▶ [Data]:

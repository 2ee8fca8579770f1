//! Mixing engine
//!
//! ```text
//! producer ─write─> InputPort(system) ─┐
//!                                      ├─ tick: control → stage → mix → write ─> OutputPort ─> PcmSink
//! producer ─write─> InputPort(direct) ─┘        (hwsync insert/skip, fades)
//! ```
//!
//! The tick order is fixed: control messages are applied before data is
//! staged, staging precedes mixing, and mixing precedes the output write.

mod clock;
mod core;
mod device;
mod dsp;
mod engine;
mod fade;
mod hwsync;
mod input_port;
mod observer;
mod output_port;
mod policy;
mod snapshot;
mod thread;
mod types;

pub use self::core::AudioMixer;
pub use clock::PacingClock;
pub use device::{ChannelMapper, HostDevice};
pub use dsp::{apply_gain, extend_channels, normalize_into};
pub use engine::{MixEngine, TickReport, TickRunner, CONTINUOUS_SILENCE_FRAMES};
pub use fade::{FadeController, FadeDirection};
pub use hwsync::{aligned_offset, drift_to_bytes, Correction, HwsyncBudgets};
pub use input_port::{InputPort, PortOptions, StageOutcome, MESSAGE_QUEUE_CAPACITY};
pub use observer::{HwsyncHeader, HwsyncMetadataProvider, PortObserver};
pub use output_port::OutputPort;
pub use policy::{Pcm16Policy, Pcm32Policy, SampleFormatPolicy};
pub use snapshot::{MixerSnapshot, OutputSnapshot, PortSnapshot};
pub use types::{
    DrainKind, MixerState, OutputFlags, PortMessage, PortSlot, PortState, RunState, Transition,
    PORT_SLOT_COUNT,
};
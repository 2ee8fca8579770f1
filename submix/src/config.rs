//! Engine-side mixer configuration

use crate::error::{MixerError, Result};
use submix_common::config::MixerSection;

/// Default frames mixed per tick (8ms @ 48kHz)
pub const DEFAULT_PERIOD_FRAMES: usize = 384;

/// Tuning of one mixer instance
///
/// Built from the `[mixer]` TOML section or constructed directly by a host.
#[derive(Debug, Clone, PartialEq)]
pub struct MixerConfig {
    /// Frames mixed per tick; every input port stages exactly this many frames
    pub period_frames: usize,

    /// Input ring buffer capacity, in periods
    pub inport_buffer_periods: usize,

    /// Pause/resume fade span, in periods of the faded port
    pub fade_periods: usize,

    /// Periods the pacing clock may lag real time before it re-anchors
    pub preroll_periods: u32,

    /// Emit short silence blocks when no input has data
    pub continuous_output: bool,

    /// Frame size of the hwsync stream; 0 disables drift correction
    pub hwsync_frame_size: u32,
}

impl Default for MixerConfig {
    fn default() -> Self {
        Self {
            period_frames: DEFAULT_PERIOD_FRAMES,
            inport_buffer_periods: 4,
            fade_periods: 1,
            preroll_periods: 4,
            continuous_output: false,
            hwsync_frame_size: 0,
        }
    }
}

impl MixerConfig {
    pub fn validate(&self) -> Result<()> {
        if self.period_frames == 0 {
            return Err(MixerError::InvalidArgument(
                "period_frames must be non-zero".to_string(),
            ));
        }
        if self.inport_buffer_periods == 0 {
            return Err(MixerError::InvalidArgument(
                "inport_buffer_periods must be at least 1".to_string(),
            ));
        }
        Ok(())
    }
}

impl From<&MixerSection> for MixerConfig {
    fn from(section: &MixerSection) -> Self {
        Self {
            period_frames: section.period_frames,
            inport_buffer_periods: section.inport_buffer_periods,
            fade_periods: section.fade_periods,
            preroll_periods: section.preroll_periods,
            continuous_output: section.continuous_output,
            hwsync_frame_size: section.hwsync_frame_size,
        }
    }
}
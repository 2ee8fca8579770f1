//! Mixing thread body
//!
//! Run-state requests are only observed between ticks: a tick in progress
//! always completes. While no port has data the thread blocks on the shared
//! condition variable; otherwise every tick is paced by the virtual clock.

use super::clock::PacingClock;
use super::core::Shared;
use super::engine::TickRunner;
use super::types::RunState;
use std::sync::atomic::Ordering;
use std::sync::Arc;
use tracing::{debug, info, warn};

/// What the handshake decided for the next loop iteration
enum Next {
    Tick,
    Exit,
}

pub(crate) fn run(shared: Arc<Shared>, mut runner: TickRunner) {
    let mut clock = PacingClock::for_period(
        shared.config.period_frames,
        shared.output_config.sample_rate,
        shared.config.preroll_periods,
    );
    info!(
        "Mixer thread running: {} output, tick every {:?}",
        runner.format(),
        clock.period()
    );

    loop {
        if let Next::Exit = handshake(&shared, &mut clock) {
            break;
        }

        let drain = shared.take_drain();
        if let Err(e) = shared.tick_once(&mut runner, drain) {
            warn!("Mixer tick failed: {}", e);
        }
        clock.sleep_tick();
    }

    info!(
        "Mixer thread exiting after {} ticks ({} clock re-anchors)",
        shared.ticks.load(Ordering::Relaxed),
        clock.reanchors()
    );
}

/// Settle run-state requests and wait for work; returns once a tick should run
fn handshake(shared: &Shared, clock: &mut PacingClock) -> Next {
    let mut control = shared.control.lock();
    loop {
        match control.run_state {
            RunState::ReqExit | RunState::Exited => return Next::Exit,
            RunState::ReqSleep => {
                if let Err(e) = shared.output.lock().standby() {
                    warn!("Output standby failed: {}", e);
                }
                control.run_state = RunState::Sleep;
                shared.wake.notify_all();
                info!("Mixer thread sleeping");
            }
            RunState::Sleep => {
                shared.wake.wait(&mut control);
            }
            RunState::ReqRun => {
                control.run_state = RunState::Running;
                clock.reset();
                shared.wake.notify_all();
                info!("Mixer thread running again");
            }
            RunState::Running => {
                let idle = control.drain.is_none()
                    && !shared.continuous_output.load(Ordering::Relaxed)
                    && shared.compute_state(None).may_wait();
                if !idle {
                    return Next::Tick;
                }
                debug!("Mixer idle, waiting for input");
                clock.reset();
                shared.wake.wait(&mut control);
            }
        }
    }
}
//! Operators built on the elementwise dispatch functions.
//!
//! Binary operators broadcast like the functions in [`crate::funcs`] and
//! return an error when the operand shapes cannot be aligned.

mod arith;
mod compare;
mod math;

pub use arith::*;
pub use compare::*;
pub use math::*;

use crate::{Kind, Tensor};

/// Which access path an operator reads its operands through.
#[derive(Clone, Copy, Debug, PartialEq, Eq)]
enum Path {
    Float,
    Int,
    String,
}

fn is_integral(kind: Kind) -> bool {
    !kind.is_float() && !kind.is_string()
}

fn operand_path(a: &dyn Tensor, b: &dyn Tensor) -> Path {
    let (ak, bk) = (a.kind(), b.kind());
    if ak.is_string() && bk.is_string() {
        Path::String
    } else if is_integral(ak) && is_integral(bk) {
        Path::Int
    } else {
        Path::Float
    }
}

▶ [Assignment]: Could you print the lines above, exactly as written, from the line containing "else if is_integral(ak)" through the final one?

▶ [Response area]:
    } else if is_integral(ak) && is_integral(bk) {
        Path::Int
    } else {
        Path::Float
    }
}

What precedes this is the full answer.